Data for this task Start Marker
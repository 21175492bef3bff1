//! Error handling for password hashing operations

use thiserror::Error;

/// Errors surfaced by hashing, verification, and record parsing
#[derive(Debug, Error)]
pub enum HashError {
    #[error("invalid key length: {0} is below the {min} byte minimum", min = crate::hasher::MIN_KEY_LENGTH)]
    InvalidKeyLength(usize),

    #[error("invalid number of iterations: {0} is below the {min} minimum", min = crate::hasher::MIN_ITERATIONS)]
    InvalidIterations(u32),

    #[error("unsupported digest: {0:?}")]
    UnsupportedDigest(String),

    #[error("malformed record: {0}")]
    MalformedRecord(String),

    #[error("random source failure: {0}")]
    RandomSource(String),

    #[error("internal error: {0}")]
    Internal(String),
}

impl HashError {
    /// Create an internal error
    #[must_use]
    pub fn internal(msg: impl Into<String>) -> Self {
        Self::Internal(msg.into())
    }

    /// Create a malformed-record error
    #[must_use]
    pub fn malformed(msg: impl Into<String>) -> Self {
        Self::MalformedRecord(msg.into())
    }
}

/// Result type for password hashing operations
pub type Result<T> = std::result::Result<T, HashError>;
Data for this task End Marker
Action item.
Gather and copy every line of the data in which the string "operations" is found.

Solution to the exercise.
//! Error handling for password hashing operations
/// Result type for password hashing operations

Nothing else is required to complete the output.